■ EXERCISE REQUIREMENTS ■
Stop after the line containing "that was previously"; retype every line of the data before it exactly, starting from the first.

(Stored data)
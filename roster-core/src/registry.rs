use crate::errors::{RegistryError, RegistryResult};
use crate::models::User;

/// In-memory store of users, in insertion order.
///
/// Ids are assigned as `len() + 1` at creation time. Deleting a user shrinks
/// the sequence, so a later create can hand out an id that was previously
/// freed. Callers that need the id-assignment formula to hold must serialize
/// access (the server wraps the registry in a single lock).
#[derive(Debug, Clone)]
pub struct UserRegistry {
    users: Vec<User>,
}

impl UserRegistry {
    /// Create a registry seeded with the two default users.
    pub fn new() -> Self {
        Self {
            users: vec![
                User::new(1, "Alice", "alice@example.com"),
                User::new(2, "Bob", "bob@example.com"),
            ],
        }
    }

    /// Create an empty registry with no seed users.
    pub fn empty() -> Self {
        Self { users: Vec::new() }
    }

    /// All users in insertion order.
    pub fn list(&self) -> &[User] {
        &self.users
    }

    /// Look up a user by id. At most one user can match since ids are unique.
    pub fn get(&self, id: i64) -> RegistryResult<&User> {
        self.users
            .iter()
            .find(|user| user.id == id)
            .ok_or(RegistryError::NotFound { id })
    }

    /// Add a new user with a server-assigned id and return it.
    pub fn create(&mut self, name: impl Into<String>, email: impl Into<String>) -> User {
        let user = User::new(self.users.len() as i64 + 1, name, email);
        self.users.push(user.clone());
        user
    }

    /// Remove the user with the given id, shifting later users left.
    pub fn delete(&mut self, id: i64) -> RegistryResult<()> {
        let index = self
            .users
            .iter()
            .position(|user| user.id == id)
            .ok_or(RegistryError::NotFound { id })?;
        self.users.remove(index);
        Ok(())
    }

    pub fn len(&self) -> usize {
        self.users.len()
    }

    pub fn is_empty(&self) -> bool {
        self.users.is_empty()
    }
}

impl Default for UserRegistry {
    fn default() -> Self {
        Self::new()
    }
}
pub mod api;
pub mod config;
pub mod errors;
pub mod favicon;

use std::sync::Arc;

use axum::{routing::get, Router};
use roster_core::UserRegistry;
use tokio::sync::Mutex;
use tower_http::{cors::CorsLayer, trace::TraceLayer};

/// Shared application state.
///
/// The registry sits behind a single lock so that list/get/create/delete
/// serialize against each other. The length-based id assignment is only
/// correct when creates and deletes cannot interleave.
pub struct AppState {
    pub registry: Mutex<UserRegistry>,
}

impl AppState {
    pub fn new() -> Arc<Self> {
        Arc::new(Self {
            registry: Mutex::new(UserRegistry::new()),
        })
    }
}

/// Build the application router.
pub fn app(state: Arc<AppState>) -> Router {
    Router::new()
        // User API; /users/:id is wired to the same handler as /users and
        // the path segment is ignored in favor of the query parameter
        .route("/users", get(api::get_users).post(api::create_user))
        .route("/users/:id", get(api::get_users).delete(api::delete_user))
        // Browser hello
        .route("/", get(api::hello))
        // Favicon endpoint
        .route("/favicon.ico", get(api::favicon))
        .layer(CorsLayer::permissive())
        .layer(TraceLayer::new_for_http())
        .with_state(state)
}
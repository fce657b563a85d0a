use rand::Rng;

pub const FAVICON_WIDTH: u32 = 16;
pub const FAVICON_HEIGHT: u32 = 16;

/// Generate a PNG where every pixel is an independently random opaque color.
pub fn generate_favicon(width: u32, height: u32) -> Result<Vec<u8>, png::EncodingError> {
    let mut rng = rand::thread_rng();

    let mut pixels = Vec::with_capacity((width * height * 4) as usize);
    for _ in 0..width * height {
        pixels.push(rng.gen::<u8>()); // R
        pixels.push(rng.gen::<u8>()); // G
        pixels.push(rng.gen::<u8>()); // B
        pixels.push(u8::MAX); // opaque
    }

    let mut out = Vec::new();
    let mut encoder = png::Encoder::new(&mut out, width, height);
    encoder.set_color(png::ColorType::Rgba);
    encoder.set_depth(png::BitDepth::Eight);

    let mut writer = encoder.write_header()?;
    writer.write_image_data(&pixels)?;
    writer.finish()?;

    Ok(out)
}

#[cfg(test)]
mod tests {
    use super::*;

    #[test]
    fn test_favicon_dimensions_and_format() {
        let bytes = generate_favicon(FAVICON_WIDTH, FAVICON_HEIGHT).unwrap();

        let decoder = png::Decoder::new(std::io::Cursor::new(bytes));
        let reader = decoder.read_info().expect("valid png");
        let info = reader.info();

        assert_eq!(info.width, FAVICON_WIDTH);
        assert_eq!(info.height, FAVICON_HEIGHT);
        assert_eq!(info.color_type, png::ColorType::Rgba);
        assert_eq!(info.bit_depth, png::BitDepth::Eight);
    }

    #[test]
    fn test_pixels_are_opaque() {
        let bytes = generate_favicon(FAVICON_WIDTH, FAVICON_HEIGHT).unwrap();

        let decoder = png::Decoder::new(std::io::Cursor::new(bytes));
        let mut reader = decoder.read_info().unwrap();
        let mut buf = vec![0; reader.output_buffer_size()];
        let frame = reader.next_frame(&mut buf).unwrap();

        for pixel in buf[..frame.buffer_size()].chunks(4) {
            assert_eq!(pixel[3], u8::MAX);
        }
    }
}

■ TASK RESPONSE ■
filename roster-core/src/registry.rs
use crate::errors::{RegistryError, RegistryResult};
use crate::models::User;

/// In-memory store of users, in insertion order.
///
/// Ids are assigned as `len() + 1` at creation time. Deleting a user shrinks
/// the sequence, so a later create can hand out an id that was previously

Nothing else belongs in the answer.